Attomalab

12 juillet 2024

Au début de l’année 2012 j’ai eu le plaisir d’échanger avec Loup CellardData Scientist et chercheur en Digital Humanities, à l’époque contributeur du magazine en ligne Strabic. Loup s’intéressait aux évolutions de la cartographie urbaine, au moment où l’agence Attoma venait de finaliser le design UX/UI de la première version “moderne” du site de recherche d’itinéraire Vianavigo.com de l’autorité de transport régionale d’Île-de-France, le STIF, renommé plus tard Île-de-France Mobilités.  
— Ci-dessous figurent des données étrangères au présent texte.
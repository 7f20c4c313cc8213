//! Wire models for the project and plan resources
//!
//! Field names follow the server's JSON. Every field falls back to its zero
//! value when missing, and empty optional fields are left out when encoding.

use serde::{Deserialize, Serialize};

fn is_false(value: &bool) -> bool {
    !*value
}

fn is_zero(value: &usize) -> bool {
    *value == 0
}

/// Hyperlink attached to most resources
#[derive(Debug, Clone, Default, PartialEq, Eq, Serialize, Deserialize)]
#[serde(default)]
pub struct Link {
    #[serde(skip_serializing_if = "String::is_empty")]
    pub href: String,
    #[serde(skip_serializing_if = "String::is_empty")]
    pub rel: String,
}

/// Envelope fields on top-level resource responses
#[derive(Debug, Clone, Default, PartialEq, Eq, Serialize, Deserialize)]
#[serde(default)]
pub struct ResourceMetadata {
    #[serde(skip_serializing_if = "String::is_empty")]
    pub expand: String,
    #[serde(skip_serializing_if = "Option::is_none")]
    pub link: Option<Link>,
}

/// Envelope fields on collections
#[derive(Debug, Clone, Default, PartialEq, Eq, Serialize, Deserialize)]
#[serde(default)]
pub struct CollectionMetadata {
    /// Total number of items on the server, not the length of this page
    pub size: usize,
    #[serde(skip_serializing_if = "String::is_empty")]
    pub expand: String,
    #[serde(rename = "start-index")]
    pub start_index: usize,
    #[serde(rename = "max-result")]
    pub max_result: usize,
}

/// A single project
#[derive(Debug, Clone, Default, PartialEq, Eq, Serialize, Deserialize)]
#[serde(default)]
pub struct Project {
    #[serde(skip_serializing_if = "String::is_empty")]
    pub key: String,
    #[serde(skip_serializing_if = "String::is_empty")]
    pub name: String,
    #[serde(skip_serializing_if = "String::is_empty")]
    pub description: String,
    #[serde(skip_serializing_if = "Option::is_none")]
    pub link: Option<Link>,
}

/// Collection of projects
#[derive(Debug, Clone, Default, PartialEq, Eq, Serialize, Deserialize)]
#[serde(default)]
pub struct Projects {
    #[serde(flatten)]
    pub metadata: CollectionMetadata,
    #[serde(rename = "project")]
    pub project_list: Vec<Project>,
}

/// Response of `GET project.json`
#[derive(Debug, Clone, Default, PartialEq, Eq, Serialize, Deserialize)]
#[serde(default)]
pub struct ProjectResponse {
    #[serde(flatten)]
    pub metadata: ResourceMetadata,
    pub projects: Projects,
}

/// Plan count summary nested in [`ProjectInformation`]
#[derive(Debug, Clone, Default, PartialEq, Eq, Serialize, Deserialize)]
#[serde(default)]
pub struct ProjectPlansInformation {
    #[serde(skip_serializing_if = "is_zero")]
    pub size: usize,
}

/// Response of `GET project/{key}.json`
#[derive(Debug, Clone, Default, PartialEq, Eq, Serialize, Deserialize)]
#[serde(default)]
pub struct ProjectInformation {
    #[serde(skip_serializing_if = "String::is_empty")]
    pub key: String,
    #[serde(skip_serializing_if = "String::is_empty")]
    pub name: String,
    #[serde(skip_serializing_if = "String::is_empty")]
    pub description: String,
    #[serde(rename = "plans")]
    pub num_plans: ProjectPlansInformation,
}

/// A repository linked to a project
#[derive(Debug, Clone, Default, PartialEq, Eq, Serialize, Deserialize)]
#[serde(default, rename_all = "camelCase")]
pub struct ProjectRepos {
    pub id: i64,
    pub name: String,
    pub url: String,
    pub location: String,
    pub icon: String,
    #[serde(rename = "type")]
    pub repo_type: String,
    pub is_admin: bool,
}

/// Paging fields of the repository listing
#[derive(Debug, Clone, Default, PartialEq, Eq, Serialize, Deserialize)]
#[serde(default, rename_all = "camelCase")]
pub struct RepositoryIndex {
    pub size: usize,
    pub start: usize,
    pub limit: usize,
    pub is_last_page: bool,
}

/// Response of `GET project/{key}/repositories`
#[derive(Debug, Clone, Default, PartialEq, Eq, Serialize, Deserialize)]
#[serde(default)]
pub struct ProjectRepositoryResult {
    #[serde(flatten)]
    pub index: RepositoryIndex,
    #[serde(rename = "results")]
    pub repositories: Vec<ProjectRepos>,
}

/// Nested plan key object
#[derive(Debug, Clone, Default, PartialEq, Eq, Serialize, Deserialize)]
#[serde(default)]
pub struct PlanKey {
    #[serde(skip_serializing_if = "String::is_empty")]
    pub key: String,
}

/// A single build plan
#[derive(Debug, Clone, Default, PartialEq, Eq, Serialize, Deserialize)]
#[serde(default, rename_all = "camelCase")]
pub struct Plan {
    #[serde(skip_serializing_if = "String::is_empty")]
    pub short_name: String,
    #[serde(skip_serializing_if = "String::is_empty")]
    pub short_key: String,
    #[serde(rename = "type", skip_serializing_if = "String::is_empty")]
    pub plan_type: String,
    #[serde(skip_serializing_if = "is_false")]
    pub enabled: bool,
    #[serde(skip_serializing_if = "Option::is_none")]
    pub link: Option<Link>,
    #[serde(skip_serializing_if = "String::is_empty")]
    pub key: String,
    #[serde(skip_serializing_if = "String::is_empty")]
    pub name: String,
    #[serde(skip_serializing_if = "Option::is_none")]
    pub plan_key: Option<PlanKey>,
}

/// Collection of plans
#[derive(Debug, Clone, Default, PartialEq, Eq, Serialize, Deserialize)]
#[serde(default)]
pub struct Plans {
    #[serde(flatten)]
    pub metadata: CollectionMetadata,
    #[serde(rename = "plan")]
    pub plan_list: Vec<Plan>,
}

/// Response of `GET plan.json` and `GET project/{key}.json?expand=plans`
#[derive(Debug, Clone, Default, PartialEq, Eq, Serialize, Deserialize)]
#[serde(default)]
pub struct PlanResponse {
    #[serde(flatten)]
    pub metadata: ResourceMetadata,
    pub plans: Plans,
}

/// Plan specification as exported by the server
#[derive(Debug, Clone, Default, PartialEq, Eq, Serialize, Deserialize)]
#[serde(default, rename_all = "camelCase")]
pub struct SpecDetail {
    #[serde(skip_serializing_if = "String::is_empty")]
    pub project_key: String,
    #[serde(skip_serializing_if = "String::is_empty")]
    pub build_key: String,
    #[serde(skip_serializing_if = "String::is_empty")]
    pub code: String,
}

/// Response of `GET plan/{key}/specs`
#[derive(Debug, Clone, Default, PartialEq, Eq, Serialize, Deserialize)]
#[serde(default)]
pub struct SpecResponse {
    pub spec: SpecDetail,
}

/// Optional parameters for creating a plan branch
#[derive(Debug, Clone, Default)]
pub struct PlanCreateBranchOptions {
    /// VCS branch to build; the server guesses from the branch name when unset
    pub vcs_branch: Option<String>,
}

impl PlanCreateBranchOptions {
    pub fn with_vcs_branch(mut self, branch: impl Into<String>) -> Self {
        self.vcs_branch = Some(branch.into());
        self
    }
}
//! CLI command implementations

pub mod plan;
pub mod project;

pub use plan::PlanArgs;
pub use project::ProjectArgs;

use bamboo_api::BambooClient;
use bamboo_core::{Config, Secrets};

/// Build a client for the configured server
fn get_client(config: &Config) -> anyhow::Result<BambooClient> {
    let secrets = Secrets::load_with_overrides()?;
    Ok(BambooClient::from_config(config, &secrets)?)
}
En même temps, en collaboration avec l’excellent designer et expert en cartographie Aurélien Boyer-Moraes, ainsi qu’avec nos complices de l’agence de design graphique Chevalvert, Attoma avait posé les principes de la nouvelle cartographie schématique du réseau TCL de la ville de Lyon et repensé la stratégie cartographique du réseau Divia (Dijon). Bref, le sujet de la représentation cartographique des réseaux, en statique et en digital, était au cœur de nos réflexions de l’époque, et la conversation avec Loup était tombé à point nommé. 
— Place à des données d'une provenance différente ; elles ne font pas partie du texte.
//! Bamboo API client

use std::sync::Arc;

use bamboo_core::{Config, Secrets};
use reqwest::{Method, StatusCode};
use tracing::{debug, info};

use crate::transport::{HttpTransport, Request, Response, Transport};
use crate::{Error, PlanService, ProjectService, Result};

/// Bamboo REST client
///
/// The transport is injected at construction; cloning the client shares it.
#[derive(Clone)]
pub struct BambooClient {
    transport: Arc<dyn Transport>,
}

impl BambooClient {
    /// Create a client on top of an existing transport
    pub fn new(transport: impl Transport + 'static) -> Self {
        Self {
            transport: Arc::new(transport),
        }
    }

    /// Create a client talking HTTP to the configured server
    ///
    /// Credentials come from `secrets` (or the BAMBOO_TOKEN environment variable).
    pub fn from_config(config: &Config, secrets: &Secrets) -> Result<Self> {
        let transport = HttpTransport::from_config(config, secrets)?;
        info!(server = %config.server.url, "Created Bamboo client");
        Ok(Self::new(transport))
    }

    /// Load configuration and secrets from their default locations
    pub fn from_env() -> Result<Self> {
        let config = Config::load()?.with_env_overrides();
        let secrets = Secrets::load_with_overrides()?;
        Self::from_config(&config, &secrets)
    }

    /// Project operations
    pub fn projects(&self) -> ProjectService<'_> {
        ProjectService::new(self)
    }

    /// Plan operations
    pub fn plans(&self) -> PlanService<'_> {
        PlanService::new(self)
    }

    pub(crate) fn new_request(&self, method: Method, path: &str) -> Result<Request> {
        self.transport.new_request(method, path)
    }

    pub(crate) async fn send(&self, request: Request) -> Result<Response> {
        debug!(method = %request.method, url = %request.url, "Sending request");

        let response = self.transport.execute(request).await?;

        debug!(status = %response.status(), "Request completed");
        Ok(response)
    }
}

impl std::fmt::Debug for BambooClient {
    fn fmt(&self, f: &mut std::fmt::Formatter<'_>) -> std::fmt::Result {
        f.debug_struct("BambooClient").finish_non_exhaustive()
    }
}

/// Reject anything but 200 OK, naming what was being attempted
pub(crate) fn expect_ok(response: Response, context: &str) -> Result<Response> {
    if response.status() != StatusCode::OK {
        return Err(Error::unexpected_status(context, &response));
    }
    Ok(response)
}

/// Fail when any of the given arguments is empty
pub(crate) fn ensure_not_empty(values: &[&str], message: &str) -> Result<()> {
    if values.iter().any(|v| v.is_empty()) {
        return Err(Error::Validation(message.to_string()));
    }
    Ok(())
}

#[cfg(test)]
mod tests {
    use super::*;

    #[test]
    fn test_expect_ok_accepts_only_200() {
        let ok = Response::new(StatusCode::OK, "{}");
        assert!(expect_ok(ok, "ctx").is_ok());

        // 204 is a success status but not the one the server documents
        let no_content = Response::new(StatusCode::NO_CONTENT, "");
        let err = expect_ok(no_content, "Create plan branch").unwrap_err();
        assert_eq!(err.to_string(), "Create plan branch returned 204 No Content");
    }

    #[test]
    fn test_ensure_not_empty() {
        assert!(ensure_not_empty(&["PROJ"], "msg").is_ok());
        assert!(ensure_not_empty(&["PROJ", ""], "msg").unwrap_err().is_validation());
        assert!(ensure_not_empty(&[""], "msg").is_err());
    }

    #[test]
    fn test_client_is_clone_and_debug() {
        let transport = HttpTransport::new("http://localhost:8085").unwrap();
        let client = BambooClient::new(transport);
        let clone = client.clone();
        assert_eq!(format!("{:?}", clone), "BambooClient { .. }");
    }
}
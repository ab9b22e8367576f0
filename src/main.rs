use std::path::PathBuf;

use anyhow::Result;
use clap::{Parser, Subcommand};
use tracing_subscriber::EnvFilter;

use srprep::commands::{evaluate, luma, roundtrip};

#[derive(Parser)]
#[command(
    version,
    about = "Color-space preparation and PSNR evaluation for super-resolution images"
)]
struct Cli {
    #[command(subcommand)]
    command: Command,
}

#[derive(Subcommand)]
enum Command {
    /// Write the luma plane of an image as grayscale
    Luma { input: PathBuf, output: PathBuf },
    /// Convert RGB -> YCbCr -> RGB and write the result
    Roundtrip { input: PathBuf, output: PathBuf },
    /// Y-channel PSNR of each test image against a reference
    Psnr {
        reference: PathBuf,
        #[arg(required = true)]
        tests: Vec<PathBuf>,
    },
}

fn main() -> Result<()> {
    let filter = EnvFilter::try_from_default_env().unwrap_or_else(|_| EnvFilter::new("info"));
    tracing_subscriber::fmt().with_env_filter(filter).init();

    let cli = Cli::parse_from(wild::args());
    match cli.command {
        Command::Luma { input, output } => luma(&input, &output),
        Command::Roundtrip { input, output } => roundtrip(&input, &output),
        Command::Psnr { reference, tests } => {
            println!("{}", evaluate(&reference, &tests)?);
            return Ok(());
        }
    }
}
Cet échange a donné lieu à un article que nous republions ici, signé par Loup et Ingi Brown et mis en ligne sur le magazine Strabic le 21 mai 2012. La version publiée ici a été légèrement mise à jour, notamment concernant la correction de certaines imprécisions et la mise à jour de quelques liens désormais obsolètes. Je m’excuse avec les auteurs si en faisant cela j’ai commis quelques erreurs d’interprétation de sens. Les exégètes pourront consulter la publication originale ici.

Giuseppe Attoma Pepe

Alors que les géographes cartographient le réel avec un impératif d’exactitude, les cartes qui structurent notre expérience de la ville se révèlent pleines d’écarts, de raccourcis et de trajets possibles. Attoma, agence pionnière dans le design d’information en France, repense les modes de visualisation de l’offre de transport de l’Hexagone. Cet article est né d’une conversation avec Giuseppe Attoma Pepe, fondateur et directeur de l’agence éponyme.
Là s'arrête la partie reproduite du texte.